One of the biggest overestimates that people have is the amount of exercise they are doing. I'm always happy when people are moving and not just watching T.V., sitting at their computer or reading the news. Yet things like dog walking are never really going to get the heart rate up sufficiently to burn enough calories to work off the amount of food we are eating. In fact very few people I've watched really walk their dogs at a brisk, sustained pace (and I admit it's tough when the animal stops and sniffs every bush). Similarly, going to the gym 3 times per week is admirable, but for a lot of people it's not enough. They should be doing something daily. If the 3 sessions are intense with a high heart rate plus strength training, great; but we then need to walk briskly or bike on other days.
We are an incredibly sedentary society. We think that the gym is the answer, but it doesn't mean we should stop moving the rest of the time. It's indeed hard with the lure of T.V., computers and cell phones, but we must move more. Every chance we get we should go outside and go for a short walk, or go downstairs and do some exercise (i.e. treadmill, resistance bands, weights, stationary bike, push-ups, etc.).
Food! What an incredibly difficult topic. Not only do we not know accurately how many calories are in the types of foods we eat, we really don't know how various foods affect blood glucose levels, hormones in the gut or fat cells that regulate our body metabolism. Don't be discouraged; simply decreasing calories often doesn't work, so we must also look at the timing of our meals (bigger, higher-protein breakfast and lunch, smaller supper, eating something healthy every 3 hours, etc.) and be absolutely vigilant about extras that creep in throughout our day. We never think about them, but they add up. Listen to your body, and become able to distinguish between "stomach” versus "head” hunger. Documenting foods/portions also helps improve awareness and allows us to be accountable to ourselves.
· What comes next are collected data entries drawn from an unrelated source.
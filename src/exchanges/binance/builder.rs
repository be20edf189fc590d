use crate::core::config::ExchangeConfig;
use crate::core::errors::ExchangeError;
use crate::core::kernel::{
    resolve_host, ConnectivityProbe, HmacSigner, ReqwestRest, RestClientBuilder, RestClientConfig,
    RestProbe, TESTNET_HOST,
};
use crate::exchanges::binance::connector::BinanceConnector;
use std::sync::Arc;
use std::time::Duration;

/// Create a connector, resolving the base host first.
///
/// With an explicit `base_url` (or `testnet`) in the configuration the host
/// is taken as-is and nothing is probed. Otherwise the candidate hosts are
/// probed in priority order, and if none answers the construction fails with
/// [`ExchangeError::Maintenance`] - a connector is never built against an
/// exchange that is down. The resolved host is fixed for the connector's
/// lifetime; build a new connector to re-resolve.
pub async fn build_connector(
    config: ExchangeConfig,
) -> Result<BinanceConnector<ReqwestRest>, ExchangeError> {
    let probe = RestProbe::new(Duration::from_secs(config.timeout_secs))?;
    build_connector_with_probe(config, &probe).await
}

/// [`build_connector`] with an injected probe; the seam the maintenance
/// tests drive.
pub async fn build_connector_with_probe(
    config: ExchangeConfig,
    probe: &dyn ConnectivityProbe,
) -> Result<BinanceConnector<ReqwestRest>, ExchangeError> {
    let explicit = if config.testnet {
        Some(TESTNET_HOST.to_string())
    } else {
        config.base_url.clone()
    };

    let base_url = resolve_host(probe, explicit.as_deref()).await?;
    build_connector_with_host(config, base_url)
}

/// Create a connector against a known host, skipping resolution entirely.
pub fn build_connector_with_host(
    config: ExchangeConfig,
    base_url: String,
) -> Result<BinanceConnector<ReqwestRest>, ExchangeError> {
    let rest_config = RestClientConfig::new(base_url.clone(), "binance".to_string())
        .with_timeout(config.timeout_secs);

    let mut rest_builder = RestClientBuilder::new(rest_config);

    if !config.api_key().is_empty() {
        rest_builder = rest_builder.with_api_key(config.api_key().to_string());
    }

    // Signing is available only with a secret; API-key-only configurations
    // can still reach `ApiKey` endpoints.
    if !config.secret_key().is_empty() {
        let mut signer = HmacSigner::new(config.secret_key().to_string());
        if let Some(recv_window) = config.recv_window {
            signer = signer.with_recv_window(recv_window);
        }
        rest_builder = rest_builder.with_signer(Arc::new(signer));
    }

    let rest = rest_builder.build()?;

    Ok(BinanceConnector::new(rest, config, base_url))
}
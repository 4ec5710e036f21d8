/// Which access pattern a synthesized accessor implements.
#[derive(Debug, Clone, Copy, PartialEq, Eq, Hash)]
pub enum AccessKind {
    /// `set_<key>(value)`
    Setter,
    /// `get_<key>()`
    Getter,
    /// `<key>()` reads, `<key>(value)` writes.
    Combined,
}

/// A method name classified into an access pattern and the key it targets.
#[derive(Debug, Clone, Copy, PartialEq, Eq)]
pub struct Selector<'a> {
    pub name: &'a str,
    pub kind: AccessKind,
    pub key: &'a str,
}

/// Selectors bound to explicit operations. These never reach accessor
/// synthesis, so a key that shares one of these names is only reachable
/// through `get`/`set` or the prefixed accessors.
#[derive(Debug, Clone, Copy, PartialEq, Eq)]
pub enum Reserved {
    Get,
    Set,
    Exists,
    Keys,
    Args,
    IsKeyAllowed,
    DeclareAllowed,
    /// class-level only
    New,
}

const SETTER_PREFIX: &str = "set_";
const GETTER_PREFIX: &str = "get_";

/// Method names are plain identifiers: `[A-Za-z0-9_]+`.
pub fn is_identifier(name: &str) -> bool {
    !name.is_empty()
        && name.bytes().all(|b| b.is_ascii_alphanumeric() || b == b'_')
}

impl<'a> Selector<'a> {
    /// Classify `name`. Returns `None` for names that are not identifiers.
    pub fn parse(name: &'a str) -> Option<Self> {
        if !is_identifier(name) {
            return None;
        }

        let (kind, key) = if let Some(key) =
            name.strip_prefix(SETTER_PREFIX).filter(|k| !k.is_empty())
        {
            (AccessKind::Setter, key)
        } else if let Some(key) =
            name.strip_prefix(GETTER_PREFIX).filter(|k| !k.is_empty())
        {
            (AccessKind::Getter, key)
        } else {
            (AccessKind::Combined, name)
        };

        Some(Self { name, kind, key })
    }
}

impl Reserved {
    pub fn from_name(name: &str) -> Option<Self> {
        let reserved = match name {
            "get" => Self::Get,
            "set" => Self::Set,
            "exists" => Self::Exists,
            "keys" => Self::Keys,
            "args" => Self::Args,
            "is_key_allowed" => Self::IsKeyAllowed,
            "declare_allowed" => Self::DeclareAllowed,
            "new" => Self::New,
            _ => return None,
        };
        Some(reserved)
    }

    #[inline]
    pub fn applies_to_instances(self) -> bool {
        !matches!(self, Self::New)
    }
}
Everyone's metabolism is different. Some people assimilate food into fat much more readily than others, and we burn calories through exercise differently. One person your height and weight might burn 600 calories with an intense treadmill workout, but your metabolism might only burn 350 with the same effort. (Doesn't seem fair, does it?!)
All of these reasons are why experts around the world are desperately trying to find the gut & brain hormones that regulate weight (or genes that regulate those hormones) to better understand and find medications that might help people who have slow metabolism.
In the end, all I can humbly say is that we have to be ever so diligent with our food choices. For many, small additions (i.e. an extra glass of wine) will stall weight loss. We also have to truly look at our activity level. The American College of Sports Medicine is recommending a minimum of 1 hour per day of relatively intense exercise for adolescents. To me, this should be the same for adults. We can usually find the time – we just have to use it. Start small (i.e. 10 minutes) and build up your time/effort.
It may be slow, but if you are consistently eating well, and exercising most days of the week, the body fat will indeed go down.
So keep trying, always get back on track, and never, ever give up!